2.如權利要求1所述的轉基因修飾的Daudi細胞,其特征在于,所述目標基因片段還表達IL-15、IL-21、4.1-BBL、CD86、CD314、CD16、IL-18、IL-12、CD14中的一種或幾種。
3.一種權利要求1或2任一所述的轉基因修飾的Daudi細胞的制備方法,其特征在于,包括依次執行的以下步驟:
S1:將目標基因片段插入質粒中,得到重構質粒載體;
S2:將所述重構質粒載體重組至慢病毒中,得到重組慢病毒;
S3:通過所述重組慢病毒轉染Daudi細胞,得到轉基因修飾的Daudi細胞;
在所述步驟S1中,所述目標基因片段為用于表達mbIL-21的核苷酸序列和/或相應的互補序列,所述質粒為pCDH-WA6299;
在所述步驟S2中,所述重構質粒載體的核苷酸序列為:SEQ ID NO:2,所述慢病毒為293FT細胞。

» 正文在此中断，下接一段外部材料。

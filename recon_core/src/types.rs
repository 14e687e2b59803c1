//! Fundamental types used across the reconstruction engine.

use nalgebra::{Matrix6, Vector6};
use ordered_float::OrderedFloat;
use sensor_models::{state, Kinematics2D, PositionAccuracy};
use serde::{Deserialize, Serialize};
use std::{cmp::Ordering, fmt};

// ---------------------------------------------------------------------------
// State types: f64 throughout, fixed 6-dimensional kinematic state.
// ---------------------------------------------------------------------------

/// Kinematic state vector: [px, py, vx, vy, ax, ay]
pub type StateVec = Vector6<f64>;

/// 6×6 state covariance matrix
pub type StateCov = Matrix6<f64>;

/// Totally ordered timestamp (seconds), used as map key.
pub type TimeKey = OrderedFloat<f64>;

// ---------------------------------------------------------------------------
// Identifier types
// ---------------------------------------------------------------------------

/// Unique target number.
#[derive(
    Clone, Copy, Debug, Default, PartialEq, Eq, Hash, PartialOrd, Ord, Serialize, Deserialize,
)]
pub struct TargetId(pub u32);

/// Source record number of the report a measurement was derived from.
#[derive(
    Clone, Copy, Debug, Default, PartialEq, Eq, Hash, PartialOrd, Ord, Serialize, Deserialize,
)]
pub struct SourceId(pub u64);

/// Report stream identity: (content type, sensor, line).
#[derive(
    Clone, Copy, Debug, Default, PartialEq, Eq, Hash, PartialOrd, Ord, Serialize, Deserialize,
)]
pub struct StreamKey {
    pub content_id: u32,
    pub sensor_id: u32,
    pub line_id: u32,
}

impl StreamKey {
    pub fn new(content_id: u32, sensor_id: u32, line_id: u32) -> Self {
        Self {
            content_id,
            sensor_id,
            line_id,
        }
    }
}

impl fmt::Display for TargetId {
    fn fmt(&self, f: &mut fmt::Formatter<'_>) -> fmt::Result {
        write!(f, "UTN{}", self.0)
    }
}

impl fmt::Display for SourceId {
    fn fmt(&self, f: &mut fmt::Formatter<'_>) -> fmt::Result {
        write!(f, "#{}", self.0)
    }
}

// ---------------------------------------------------------------------------
// Measurement
// ---------------------------------------------------------------------------

/// One sensor report prepared as filter input.
#[derive(Clone, Debug, PartialEq, Serialize, Deserialize)]
pub struct Measurement {
    /// Timestamp in seconds
    pub t: f64,
    /// Originating report; required before the measurement is filtered
    pub source_id: Option<SourceId>,
    /// Local cartesian position (meters)
    pub x: f64,
    pub y: f64,
    /// Reported position accuracy
    pub accuracy: Option<PositionAccuracy>,
    pub velocity: Option<Kinematics2D>,
    pub acceleration: Option<Kinematics2D>,
    /// Position accuracy was corrected upstream
    pub corrected: bool,
    /// Synthesized by interpolation rather than reported
    pub interpolated: bool,
    /// Process variance override for interpolated samples
    pub q_var_interp: Option<f64>,
}

impl Measurement {
    pub fn new(t: f64, source_id: SourceId, x: f64, y: f64) -> Self {
        Self {
            t,
            source_id: Some(source_id),
            x,
            y,
            accuracy: None,
            velocity: None,
            acceleration: None,
            corrected: false,
            interpolated: false,
            q_var_interp: None,
        }
    }

    pub fn with_accuracy(mut self, accuracy: PositionAccuracy) -> Self {
        self.accuracy = Some(accuracy);
        self
    }

    pub fn with_velocity(mut self, velocity: Kinematics2D) -> Self {
        self.velocity = Some(velocity);
        self
    }

    pub fn with_acceleration(mut self, acceleration: Kinematics2D) -> Self {
        self.acceleration = Some(acceleration);
        self
    }

    pub fn position(&self) -> [f64; 2] {
        [self.x, self.y]
    }

    /// Ordering by (timestamp, source id).
    pub fn cmp_time_source(&self, other: &Self) -> Ordering {
        self.t
            .total_cmp(&other.t)
            .then_with(|| self.source_id.cmp(&other.source_id))
    }

    /// Key identifying the measurement within a target: (source, time).
    pub fn unique_id(&self) -> Option<(SourceId, TimeKey)> {
        self.source_id.map(|s| (s, OrderedFloat(self.t)))
    }
}

/// Sort measurements by (timestamp, source id).
pub fn sort_measurements(measurements: &mut [Measurement]) {
    measurements.sort_by(Measurement::cmp_time_source);
}

// ---------------------------------------------------------------------------
// KalmanUpdate
// ---------------------------------------------------------------------------

/// One filter output at a point in time.
#[derive(Clone, Debug, PartialEq, Serialize, Deserialize)]
pub struct KalmanUpdate {
    pub t: f64,
    pub state: StateVec,
    pub cov: StateCov,
    pub valid: bool,
    /// First update of a filter chain (cold init or reinit)
    pub reinit: bool,
    /// Produced by resampling
    pub interpolated: bool,
    pub source_id: Option<SourceId>,
    /// Carried from the originating measurement
    pub q_var_interp: Option<f64>,
}

impl KalmanUpdate {
    pub fn new(t: f64, state: StateVec, cov: StateCov) -> Self {
        Self {
            t,
            state,
            cov,
            valid: true,
            reinit: false,
            interpolated: false,
            source_id: None,
            q_var_interp: None,
        }
    }

    pub fn position(&self) -> (f64, f64) {
        (self.state[state::PX], self.state[state::PY])
    }

    pub fn time_key(&self) -> TimeKey {
        OrderedFloat(self.t)
    }
}

// ---------------------------------------------------------------------------
// Reference
// ---------------------------------------------------------------------------

/// A published trajectory sample.
#[derive(Clone, Debug, PartialEq, Serialize, Deserialize)]
pub struct Reference {
    pub t: f64,
    pub source_id: Option<SourceId>,
    pub x: f64,
    pub y: f64,
    pub vx: f64,
    pub vy: f64,
    pub ax: f64,
    pub ay: f64,
    pub x_stddev: f64,
    pub y_stddev: f64,
    pub xy_cov: f64,
    pub vx_stddev: f64,
    pub vy_stddev: f64,
    /// First sample of a filter chain
    pub reset: bool,
    /// Produced by resampling
    pub interpolated: bool,
}

impl Reference {
    /// Derive a reference sample from a filter update.
    pub fn from_update(update: &KalmanUpdate) -> Self {
        let x = &update.state;
        let p = &update.cov;
        Self {
            t: update.t,
            source_id: update.source_id,
            x: x[state::PX],
            y: x[state::PY],
            vx: x[state::VX],
            vy: x[state::VY],
            ax: x[state::AX],
            ay: x[state::AY],
            x_stddev: p[(state::PX, state::PX)].max(0.0).sqrt(),
            y_stddev: p[(state::PY, state::PY)].max(0.0).sqrt(),
            xy_cov: p[(state::PX, state::PY)],
            vx_stddev: p[(state::VX, state::VX)].max(0.0).sqrt(),
            vy_stddev: p[(state::VY, state::VY)].max(0.0).sqrt(),
            reset: update.reinit,
            interpolated: update.interpolated,
        }
    }

    /// Ground speed (m/s)
    pub fn speed(&self) -> f64 {
        self.vx.hypot(self.vy)
    }

    pub fn time_key(&self) -> TimeKey {
        OrderedFloat(self.t)
    }
}

#[cfg(test)]
mod tests {
    use super::*;

    #[test]
    fn measurements_sort_by_time_then_source() {
        let mut mms = vec![
            Measurement::new(2.0, SourceId(1), 0.0, 0.0),
            Measurement::new(1.0, SourceId(9), 0.0, 0.0),
            Measurement::new(1.0, SourceId(3), 0.0, 0.0),
        ];
        sort_measurements(&mut mms);
        let order: Vec<_> = mms.iter().map(|m| m.source_id.unwrap().0).collect();
        assert_eq!(order, vec![3, 9, 1]);
    }

    #[test]
    fn reference_from_update_extracts_stddevs() {
        let state = StateVec::new(1.0, 2.0, 3.0, 4.0, 0.0, 0.0);
        let mut cov = StateCov::identity();
        cov[(0, 0)] = 25.0;
        cov[(1, 1)] = 16.0;
        let mut update = KalmanUpdate::new(10.0, state, cov);
        update.reinit = true;
        let r = Reference::from_update(&update);
        assert_eq!(r.x_stddev, 5.0);
        assert_eq!(r.y_stddev, 4.0);
        assert_eq!(r.speed(), 5.0);
        assert!(r.reset);
    }
}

4.如權利要求3所述的轉基因修飾的Daudi細胞的制備方法,其特征在于,在所述步驟S2中,所述慢病毒的具體重組方法為:
先按照0.1-0.8×106個/ml的濃度往對數生長期的慢病毒中加入DMEM完全培養基,混勻,置于37 ℃培養箱中培養,直至慢病毒細胞匯合度達60-70%,得慢病毒懸液;
按照1-6μg/ml的量往所述慢病毒懸液中加入所述重構質粒載體,混勻后,放入37 ℃、5%CO2培養箱中培養6-12h;棄去舊的DMEM完全培養基,加入新的DMEM完全培養基后再培養24-72h;收集上清液。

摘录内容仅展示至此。